Claim the closed form for $S_n$ is $$S\left(n\right)=\frac{5+3\sqrt{5}}{10}\cdot {\left(\frac{1+\sqrt{5}}{2}\right)}^n+\frac{5-3\sqrt{5}}{10}\cdot {\left(\frac{1-\sqrt{5}}{2}\right)}^n$$

Proof

Consider the following sets of solutions $$\begin{array}{cc}{S}_0& =\left\{\varnothing \right\}\\ S_1& =\left\{\varnothing \right\},\left\{1\right\}\\ S_2& =\left\{\varnothing \right\},\left\{1\right\},\left\{2\right\}\\ S_3& =\left\{\varnothing \right\},\left\{1\right\},\left\{2\right\},\left\{3\right\},\{1,3\}\end{array}$$

Note that $S_2$ can be rewritten to be $S_2=S_1+\left\{2\right\}$ where $\left\{2\right\}$ is what results from stuffing 2 into the null set.

Similarly, $S_3$ is also equal to $S_2+\left\{3\right\},\{1,3\}$ where $\left\{3\right\},\{1,3\}$ is what you get from stuffing 3 to each solution in $S_1$.

Without loss of generality, this argument applies to each solution in $S_n$ resulting in the recursive equation $$S_n=S_{n-1}+S_{n-2}\text{where}n\ge 2\text{and}{S}_0=1,S_1=2$$

As this is clearly the same form as the Fibonacci equation we know too that $$S\left(n\right)=A{\left(\frac{1+\sqrt{5}}{2}\right)}^n+B{\left(\frac{1-\sqrt{5}}{2}\right)}^n$$ and solving this equation for $S\left(0\right)$ gives us that $A=1-B$ which allows for the simplification of the equation into one with a single variable and so we can then solve $S\left(1\right)$ for $B$ which yields that $B=\frac{5-3\sqrt{5}}{10}$ and therefore we also know that $A=\frac{5+3\sqrt{5}}{10}$.

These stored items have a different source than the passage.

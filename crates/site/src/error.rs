//! Unified error handling with Sentry integration.
//!
//! Route handlers return `Result<T, AppError>`. Server-side failures are
//! captured to Sentry and logged before a generic message goes back to the
//! client; everything else is answered with a human readable message.

use axum::{
    Json,
    http::StatusCode,
    response::{IntoResponse, Response},
};
use thiserror::Error;

use crate::collections::CollectionError;
use crate::db::RepositoryError;
use crate::middleware::CsrfError;
use crate::services::auth::AuthError;
use crate::uploads::UploadError;

/// Application-level error type for the site.
#[derive(Debug, Error)]
pub enum AppError {
    /// Database operation failed.
    #[error("Database error: {0}")]
    Database(#[from] RepositoryError),

    /// Authentication operation failed.
    #[error(transparent)]
    Auth(#[from] AuthError),

    /// CSRF token missing or wrong.
    #[error(transparent)]
    Csrf(#[from] CsrfError),

    /// Collection rule or lookup failed.
    #[error(transparent)]
    Collection(#[from] CollectionError),

    /// Resource not found.
    #[error("Not found: {0}")]
    NotFound(String),

    /// Bad request from client.
    #[error("{0}")]
    BadRequest(String),

    /// Internal server error.
    #[error("Internal error: {0}")]
    Internal(String),
}

impl AppError {
    /// HTTP status for this error.
    #[must_use]
    pub const fn status(&self) -> StatusCode {
        match self {
            Self::Database(_) | Self::Internal(_) => StatusCode::INTERNAL_SERVER_ERROR,
            Self::Auth(err) => match err {
                AuthError::InvalidCredentials | AuthError::SessionInvalidOrExpired => {
                    StatusCode::UNAUTHORIZED
                }
                AuthError::InvalidUsername(_) | AuthError::WeakPassword(_) => {
                    StatusCode::BAD_REQUEST
                }
                AuthError::UserNotFound => StatusCode::NOT_FOUND,
                _ => StatusCode::INTERNAL_SERVER_ERROR,
            },
            Self::Csrf(_) => StatusCode::FORBIDDEN,
            Self::Collection(err) => match err {
                CollectionError::LimitExceeded { .. } | CollectionError::Validation(_) => {
                    StatusCode::BAD_REQUEST
                }
                CollectionError::Upload(UploadError::Io(_)) | CollectionError::Repository(_) => {
                    StatusCode::INTERNAL_SERVER_ERROR
                }
                CollectionError::Upload(_) => StatusCode::BAD_REQUEST,
                CollectionError::NotFound { .. } => StatusCode::NOT_FOUND,
            },
            Self::NotFound(_) => StatusCode::NOT_FOUND,
            Self::BadRequest(_) => StatusCode::BAD_REQUEST,
        }
    }

    /// Message safe to show to the client.
    #[must_use]
    pub fn public_message(&self) -> String {
        match self {
            Self::Auth(AuthError::InvalidCredentials) => "Invalid credentials".to_owned(),
            Self::Auth(AuthError::SessionInvalidOrExpired) => "Unauthorized".to_owned(),
            _ if self.status().is_server_error() => "Internal server error".to_owned(),
            _ => self.to_string(),
        }
    }
}

impl IntoResponse for AppError {
    fn into_response(self) -> Response {
        let status = self.status();

        if status.is_server_error() {
            let event_id = sentry::capture_error(&self);
            tracing::error!(
                error = %self,
                sentry_event_id = %event_id,
                "Request error"
            );
        }

        let body = serde_json::json!({
            "success": false,
            "message": self.public_message(),
        });
        (status, Json(body)).into_response()
    }
}

/// Result type alias for `AppError`.
pub type Result<T> = std::result::Result<T, AppError>;
//! Failures raised by admin login, sessions and account management.

use thiserror::Error;

use crate::db::RepositoryError;

#[derive(Debug, Error)]
pub enum AuthError {
    /// Unknown username or wrong password.
    #[error("invalid credentials")]
    InvalidCredentials,

    /// Session token missing, unknown, or past its expiry.
    #[error("session invalid or expired")]
    SessionInvalidOrExpired,

    /// No admin exists and production requires explicit credentials.
    #[error("ADMIN_USERNAME and ADMIN_PASSWORD must be set in production")]
    MissingBootstrapCredentials,

    /// Username failed validation.
    #[error("invalid username: {0}")]
    InvalidUsername(#[from] lakeside_core::UsernameError),

    /// Password rejected before hashing.
    #[error("password validation failed: {0}")]
    WeakPassword(String),

    /// Password reset named an account that does not exist.
    #[error("admin user not found")]
    UserNotFound,

    #[error("database error: {0}")]
    Repository(#[from] RepositoryError),

    /// argon2 failed to hash or parse a stored hash.
    #[error("password hashing error")]
    PasswordHash,
}
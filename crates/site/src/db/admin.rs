//! Admin user and session repository.

use chrono::{DateTime, Utc};
use sqlx::PgPool;

use lakeside_core::{AdminSessionId, AdminUserId, Username};

use super::{RepositoryError, count_to_usize};
use crate::models::admin::{AdminSession, AdminUser};
use crate::services::auth::AuthStore;

// =============================================================================
// Internal Row Types
// =============================================================================

#[derive(Debug, sqlx::FromRow)]
struct AdminUserRow {
    id: i32,
    username: String,
    password_hash: String,
    created_at: DateTime<Utc>,
}

impl TryFrom<AdminUserRow> for AdminUser {
    type Error = RepositoryError;

    fn try_from(row: AdminUserRow) -> Result<Self, Self::Error> {
        let username = Username::parse(&row.username).map_err(|e| {
            RepositoryError::DataCorruption(format!("invalid username in database: {e}"))
        })?;

        Ok(Self {
            id: AdminUserId::new(row.id),
            username,
            password_hash: row.password_hash,
            created_at: row.created_at,
        })
    }
}

#[derive(Debug, sqlx::FromRow)]
struct AdminSessionRow {
    id: i32,
    token: String,
    admin_user_id: i32,
    expires_at: DateTime<Utc>,
    created_at: DateTime<Utc>,
}

impl From<AdminSessionRow> for AdminSession {
    fn from(row: AdminSessionRow) -> Self {
        Self {
            id: AdminSessionId::new(row.id),
            token: row.token,
            admin_user_id: AdminUserId::new(row.admin_user_id),
            expires_at: row.expires_at,
            created_at: row.created_at,
        }
    }
}

// =============================================================================
// Repository
// =============================================================================

/// Repository for admin users and their sessions.
pub struct AdminRepository<'a> {
    pool: &'a PgPool,
}

impl<'a> AdminRepository<'a> {
    /// Create a new admin repository.
    #[must_use]
    pub const fn new(pool: &'a PgPool) -> Self {
        Self { pool }
    }

    /// List all admin users, oldest first.
    ///
    /// # Errors
    ///
    /// Returns `RepositoryError::Database` if the query fails.
    pub async fn list_users(&self) -> Result<Vec<AdminUser>, RepositoryError> {
        let rows = sqlx::query_as::<_, AdminUserRow>(
            r"
            SELECT id, username, password_hash, created_at
            FROM admin_user
            ORDER BY created_at, id
            ",
        )
        .fetch_all(self.pool)
        .await?;

        rows.into_iter().map(TryInto::try_into).collect()
    }
}

impl AuthStore for AdminRepository<'_> {
    async fn find_user_by_username(
        &self,
        username: &Username,
    ) -> Result<Option<AdminUser>, RepositoryError> {
        let row = sqlx::query_as::<_, AdminUserRow>(
            r"
            SELECT id, username, password_hash, created_at
            FROM admin_user
            WHERE username = $1
            ",
        )
        .bind(username.as_str())
        .fetch_optional(self.pool)
        .await?;

        row.map(TryInto::try_into).transpose()
    }

    async fn count_users(&self) -> Result<usize, RepositoryError> {
        let count: i64 = sqlx::query_scalar("SELECT COUNT(*) FROM admin_user")
            .fetch_one(self.pool)
            .await?;
        count_to_usize(count)
    }

    async fn create_user(
        &self,
        username: &Username,
        password_hash: &str,
    ) -> Result<AdminUser, RepositoryError> {
        let row = sqlx::query_as::<_, AdminUserRow>(
            r"
            INSERT INTO admin_user (username, password_hash)
            VALUES ($1, $2)
            RETURNING id, username, password_hash, created_at
            ",
        )
        .bind(username.as_str())
        .bind(password_hash)
        .fetch_one(self.pool)
        .await
        .map_err(|e| {
            if let sqlx::Error::Database(ref db_err) = e
                && db_err.is_unique_violation()
            {
                return RepositoryError::Conflict(format!("username {username} already exists"));
            }
            RepositoryError::Database(e)
        })?;

        row.try_into()
    }

    async fn update_password(
        &self,
        username: &Username,
        password_hash: &str,
    ) -> Result<Option<AdminUser>, RepositoryError> {
        let row = sqlx::query_as::<_, AdminUserRow>(
            r"
            UPDATE admin_user
            SET password_hash = $2, updated_at = NOW()
            WHERE username = $1
            RETURNING id, username, password_hash, created_at
            ",
        )
        .bind(username.as_str())
        .bind(password_hash)
        .fetch_optional(self.pool)
        .await?;

        row.map(TryInto::try_into).transpose()
    }

    async fn insert_session(
        &self,
        admin_user_id: AdminUserId,
        token: &str,
        expires_at: DateTime<Utc>,
    ) -> Result<AdminSession, RepositoryError> {
        let row = sqlx::query_as::<_, AdminSessionRow>(
            r"
            INSERT INTO admin_session (token, admin_user_id, expires_at)
            VALUES ($1, $2, $3)
            RETURNING id, token, admin_user_id, expires_at, created_at
            ",
        )
        .bind(token)
        .bind(admin_user_id)
        .bind(expires_at)
        .fetch_one(self.pool)
        .await?;

        Ok(row.into())
    }

    async fn find_session(&self, token: &str) -> Result<Option<AdminSession>, RepositoryError> {
        let row = sqlx::query_as::<_, AdminSessionRow>(
            r"
            SELECT id, token, admin_user_id, expires_at, created_at
            FROM admin_session
            WHERE token = $1
            ",
        )
        .bind(token)
        .fetch_optional(self.pool)
        .await?;

        Ok(row.map(Into::into))
    }

    async fn delete_session(&self, token: &str) -> Result<bool, RepositoryError> {
        let result = sqlx::query("DELETE FROM admin_session WHERE token = $1")
            .bind(token)
            .execute(self.pool)
            .await?;
        Ok(result.rows_affected() > 0)
    }

    async fn delete_sessions_for_user(
        &self,
        admin_user_id: AdminUserId,
    ) -> Result<u64, RepositoryError> {
        let result = sqlx::query("DELETE FROM admin_session WHERE admin_user_id = $1")
            .bind(admin_user_id)
            .execute(self.pool)
            .await?;
        Ok(result.rows_affected())
    }
}
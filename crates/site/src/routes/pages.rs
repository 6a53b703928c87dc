//! Public page route handlers.
//!
//! Each page is an askama template wrapping the view model built by
//! [`PublicPages`].

use askama::Template;
use askama_web::WebTemplate;
use axum::{
    Json,
    extract::{Path, State},
    response::IntoResponse,
};
use chrono::{DateTime, Utc};
use serde::{Deserialize, Serialize};
use tracing::instrument;

use lakeside_core::{ContactMessage, NewsId};

use super::forms::FormOrJson;
use crate::error::{AppError, Result};
use crate::services::pages::{
    AboutPage, ContactPage, HomePage, NewsDetailPage, NewsPage, PublicPages, ServicesPage,
};
use crate::state::AppState;

fn loader(state: &AppState, now: DateTime<Utc>) -> PublicPages<'_> {
    PublicPages::new(state.pool(), state.uploads(), &state.config().social, now)
}

#[derive(Template, WebTemplate)]
#[template(path = "index.html")]
pub struct HomeTemplate {
    pub page: HomePage,
}

#[derive(Template, WebTemplate)]
#[template(path = "about.html")]
pub struct AboutTemplate {
    pub page: AboutPage,
}

#[derive(Template, WebTemplate)]
#[template(path = "services.html")]
pub struct ServicesTemplate {
    pub page: ServicesPage,
}

#[derive(Template, WebTemplate)]
#[template(path = "contact.html")]
pub struct ContactTemplate {
    pub page: ContactPage,
}

#[derive(Template, WebTemplate)]
#[template(path = "news.html")]
pub struct NewsTemplate {
    pub page: NewsPage,
}

#[derive(Template, WebTemplate)]
#[template(path = "news_detail.html")]
pub struct NewsDetailTemplate {
    pub page: NewsDetailPage,
}

/// Home page.
///
/// GET /
///
/// # Errors
///
/// Returns 500 if a query fails.
#[instrument(skip(state))]
pub async fn home(State(state): State<AppState>) -> Result<impl IntoResponse> {
    let now = Utc::now();
    let page = loader(&state, now).home(now).await?;
    Ok(HomeTemplate { page })
}

/// About page.
///
/// GET /about
///
/// # Errors
///
/// Returns 500 if a query fails.
#[instrument(skip(state))]
pub async fn about(State(state): State<AppState>) -> Result<impl IntoResponse> {
    let page = loader(&state, Utc::now()).about().await?;
    Ok(AboutTemplate { page })
}

/// Services page.
///
/// GET /services
///
/// # Errors
///
/// Returns 500 if a query fails.
#[instrument(skip(state))]
pub async fn services(State(state): State<AppState>) -> Result<impl IntoResponse> {
    let page = loader(&state, Utc::now()).services().await?;
    Ok(ServicesTemplate { page })
}

/// Contact page.
///
/// GET /contact
///
/// # Errors
///
/// Returns 500 if a query fails.
#[instrument(skip(state))]
pub async fn contact(State(state): State<AppState>) -> Result<impl IntoResponse> {
    let page = loader(&state, Utc::now()).contact().await?;
    Ok(ContactTemplate { page })
}

/// Published news.
///
/// GET /news
///
/// # Errors
///
/// Returns 500 if a query fails.
#[instrument(skip(state))]
pub async fn news(State(state): State<AppState>) -> Result<impl IntoResponse> {
    let page = loader(&state, Utc::now()).news().await?;
    Ok(NewsTemplate { page })
}

/// One published article.
///
/// GET /news/{id}
///
/// # Errors
///
/// Returns 404 if the article does not exist or is unpublished.
#[instrument(skip(state))]
pub async fn news_detail(
    State(state): State<AppState>,
    Path(id): Path<NewsId>,
) -> Result<impl IntoResponse> {
    let page = loader(&state, Utc::now()).news_detail(id).await?;
    Ok(NewsDetailTemplate { page })
}

/// Contact form fields.
#[derive(Debug, Deserialize)]
pub struct ContactForm {
    #[serde(default)]
    pub name: String,
    #[serde(default)]
    pub email: String,
    pub phone: Option<String>,
    pub subject: Option<String>,
    #[serde(default)]
    pub message: String,
}

/// Response for form submission.
#[derive(Debug, Serialize)]
pub struct ContactResponse {
    pub success: bool,
    pub message: String,
}

/// Accept a contact form submission.
///
/// POST /contact
///
/// The message is validated and logged; delivery is handled elsewhere.
///
/// # Errors
///
/// Returns 400 if name, email or message is missing or malformed.
#[instrument(skip_all)]
pub async fn submit_contact(
    FormOrJson(form): FormOrJson<ContactForm>,
) -> Result<impl IntoResponse> {
    let message = ContactMessage::parse(
        &form.name,
        &form.email,
        form.phone.as_deref(),
        form.subject.as_deref(),
        &form.message,
    )
    .map_err(|e| AppError::BadRequest(capitalize(&e.to_string())))?;

    tracing::info!(
        subject = message.subject.as_deref().unwrap_or(""),
        length = message.message.len(),
        "Contact form submitted"
    );

    Ok(Json(ContactResponse {
        success: true,
        message: "Thank you for contacting us! We will get back to you soon.".to_owned(),
    }))
}

fn capitalize(s: &str) -> String {
    let mut chars = s.chars();
    chars.next().map_or_else(String::new, |first| {
        first.to_uppercase().chain(chars).collect()
    })
}

#[cfg(test)]
mod tests {
    use super::*;

    #[test]
    fn test_capitalize() {
        assert_eq!(capitalize("email address is not valid"), "Email address is not valid");
        assert_eq!(capitalize(""), "");
    }
}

Putting in the answers for $A$ and $B$ into the equation for $S\left(n\right)$ yields our original equation. $■$

Suppose $x$ is a positive integer with $n$ digits, say $x=d_1{d}_2{d}_3\cdots d_n$. In other words, $d_i\in \{0,1,2,\dots ,9\}$ for $1\le i\le n$, but $d_1\ne 0$. Please prove that if $9$ is a divisor of $d_1+d_2+\cdots +d_n$, then $9$ is a divisor of $x$. Recall that, for $a,b\in Z$, $a$ is a divisor of $b$ if $b=ak$, for some $k\in Z$.

First, some notation. Let $9^{\left[n\right]}$ be a number that consists of $n$ sequential nines. Thus $9^{\left[3\right]}=999$.

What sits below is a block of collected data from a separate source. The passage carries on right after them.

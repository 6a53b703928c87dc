//! Branch location repository.

use chrono::{DateTime, Utc};
use rust_decimal::Decimal;
use sqlx::PgPool;

use lakeside_core::{BranchId, Coordinates};

use super::{RepositoryError, count_to_usize};
use crate::collections::{EditableStore, OrderedStore, Positioned};
use crate::models::branch::{Branch, BranchDraft};

#[derive(Debug, sqlx::FromRow)]
struct BranchRow {
    id: i32,
    name: String,
    address: String,
    latitude: Decimal,
    longitude: Decimal,
    is_active: bool,
    display_order: i32,
    phone: String,
    description: String,
    created_at: DateTime<Utc>,
    updated_at: DateTime<Utc>,
}

impl TryFrom<BranchRow> for Branch {
    type Error = RepositoryError;

    fn try_from(row: BranchRow) -> Result<Self, Self::Error> {
        let coordinates = Coordinates::new(row.latitude, row.longitude).map_err(|e| {
            let reason = format!("invalid coordinates for branch {}: {e}", row.id);
            RepositoryError::DataCorruption(reason)
        })?;

        Ok(Self {
            id: BranchId::new(row.id),
            name: row.name,
            address: row.address,
            coordinates,
            is_active: row.is_active,
            display_order: row.display_order,
            phone: row.phone,
            description: row.description,
            created_at: row.created_at,
            updated_at: row.updated_at,
        })
    }
}

const COLUMNS: &str = "id, name, address, latitude, longitude, is_active, display_order, \
                       phone, description, created_at, updated_at";

/// Repository for branch locations.
pub struct BranchRepository<'a> {
    pool: &'a PgPool,
}

impl<'a> BranchRepository<'a> {
    #[must_use]
    pub const fn new(pool: &'a PgPool) -> Self {
        Self { pool }
    }

    /// Active branches for the contact page, by display order then name.
    ///
    /// # Errors
    ///
    /// Returns `RepositoryError::Database` if the query fails.
    pub async fn list_active(&self) -> Result<Vec<Branch>, RepositoryError> {
        let rows = sqlx::query_as::<_, BranchRow>(&format!(
            "SELECT {COLUMNS} FROM branch WHERE is_active ORDER BY display_order, name"
        ))
        .fetch_all(self.pool)
        .await?;
        rows.into_iter().map(TryInto::try_into).collect()
    }
}

impl OrderedStore for BranchRepository<'_> {
    type Item = Branch;
    type Draft = BranchDraft;

    async fn list(&self, (): ()) -> Result<Vec<Branch>, RepositoryError> {
        let rows = sqlx::query_as::<_, BranchRow>(&format!(
            "SELECT {COLUMNS} FROM branch ORDER BY display_order, id"
        ))
        .fetch_all(self.pool)
        .await?;
        rows.into_iter().map(TryInto::try_into).collect()
    }

    async fn count(&self, (): ()) -> Result<usize, RepositoryError> {
        let count: i64 = sqlx::query_scalar("SELECT COUNT(*) FROM branch")
            .fetch_one(self.pool)
            .await?;
        count_to_usize(count)
    }

    async fn max_sort_order(&self, (): ()) -> Result<Option<i32>, RepositoryError> {
        Ok(sqlx::query_scalar("SELECT MAX(display_order) FROM branch")
            .fetch_one(self.pool)
            .await?)
    }

    async fn insert_batch(
        &self,
        (): (),
        rows: Vec<Positioned<BranchDraft>>,
    ) -> Result<Vec<Branch>, RepositoryError> {
        let mut tx = self.pool.begin().await?;
        let mut saved = Vec::with_capacity(rows.len());
        for Positioned { sort_order, draft } in rows {
            let row = sqlx::query_as::<_, BranchRow>(&format!(
                "INSERT INTO branch \
                 (name, address, latitude, longitude, is_active, display_order, phone, description) \
                 VALUES ($1, $2, $3, $4, $5, $6, $7, $8) \
                 RETURNING {COLUMNS}"
            ))
            .bind(&draft.name)
            .bind(&draft.address)
            .bind(draft.coordinates.latitude())
            .bind(draft.coordinates.longitude())
            .bind(draft.is_active)
            .bind(sort_order)
            .bind(&draft.phone)
            .bind(&draft.description)
            .fetch_one(&mut *tx)
            .await?;
            saved.push(row.try_into()?);
        }
        tx.commit().await?;
        Ok(saved)
    }

    async fn find(&self, id: BranchId) -> Result<Option<Branch>, RepositoryError> {
        let row =
            sqlx::query_as::<_, BranchRow>(&format!("SELECT {COLUMNS} FROM branch WHERE id = $1"))
                .bind(id)
                .fetch_optional(self.pool)
                .await?;
        row.map(TryInto::try_into).transpose()
    }

    async fn delete(&self, id: BranchId) -> Result<bool, RepositoryError> {
        let result = sqlx::query("DELETE FROM branch WHERE id = $1")
            .bind(id)
            .execute(self.pool)
            .await?;
        Ok(result.rows_affected() > 0)
    }

    async fn update_sort_order(
        &self,
        id: BranchId,
        display_order: i32,
    ) -> Result<Option<Branch>, RepositoryError> {
        let row = sqlx::query_as::<_, BranchRow>(&format!(
            "UPDATE branch SET display_order = $2, updated_at = NOW() WHERE id = $1 \
             RETURNING {COLUMNS}"
        ))
        .bind(id)
        .bind(display_order)
        .fetch_optional(self.pool)
        .await?;
        row.map(TryInto::try_into).transpose()
    }
}

impl EditableStore for BranchRepository<'_> {
    async fn update(
        &self,
        id: BranchId,
        draft: BranchDraft,
    ) -> Result<Option<Branch>, RepositoryError> {
        let row = sqlx::query_as::<_, BranchRow>(&format!(
            "UPDATE branch SET name = $2, address = $3, latitude = $4, longitude = $5, \
             is_active = $6, phone = $7, description = $8, updated_at = NOW() \
             WHERE id = $1 RETURNING {COLUMNS}"
        ))
        .bind(id)
        .bind(&draft.name)
        .bind(&draft.address)
        .bind(draft.coordinates.latitude())
        .bind(draft.coordinates.longitude())
        .bind(draft.is_active)
        .bind(&draft.phone)
        .bind(&draft.description)
        .fetch_optional(self.pool)
        .await?;
        row.map(TryInto::try_into).transpose()
    }
}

Lemma: ${10}^n=9^{[n-1]}+1$ thus $${10}^3=9^{[3-1]}+1=9^{\left[2\right]}+1=99+1=100$$

1. Proof of Lemma: In base 10, all numbers can be expressed as $$d_1\cdot {10}^n+d_2\cdot {10}^{n-1}+\cdots +d_{n-1}\cdot {10}^1+d_n\cdot {10}^0$$
2. Consider that $9+1=10$ can be rewritten as $9\cdot {10}^0+1\cdot {10}^0$ and that $10=1\cdot {10}^1$.
3. Thus, $$9\cdot {10}^0+1\cdot {10}^0=10\cdot {10}^0=1\cdot {10}^1$$ and so $$\begin{array}{cc}9\cdot {10}^{n-1}+9\cdot {10}^{n-2}+\cdots +9\cdot {10}^1+9\cdot {10}^0+1\cdot {10}^0& =\\ 9\cdot {10}^{n-1}+9\cdot {10}^{n-2}+\cdots +9\cdot {10}^1+10\cdot {10}^0& =\\ 9\cdot {10}^{n-1}+9\cdot {10}^{n-2}+\cdots +9\cdot {10}^1+1\cdot {10}^1& =\\ 9\cdot {10}^{n-1}+9\cdot {10}^{n-2}+\cdots +10\cdot {10}^1& =\\ 9\cdot {10}^{n-1}+9\cdot {10}^{n-2}+1\cdot {10}^{n-2}& =\\ 9\cdot {10}^{n-1}+10\cdot {10}^{n-2}& =\\ 9\cdot {10}^{n-1}+1\cdot {10}^{n-1}& =\\ 10\cdot {10}^{n-1}& =\\ {10}^n& \end{array}$$
4. It should be clear that $9^{\left[n\right]}=9\cdot 1^{\left[n\right]}$ and thus that $9$ is a divisor of $9^{\left[n\right]}$.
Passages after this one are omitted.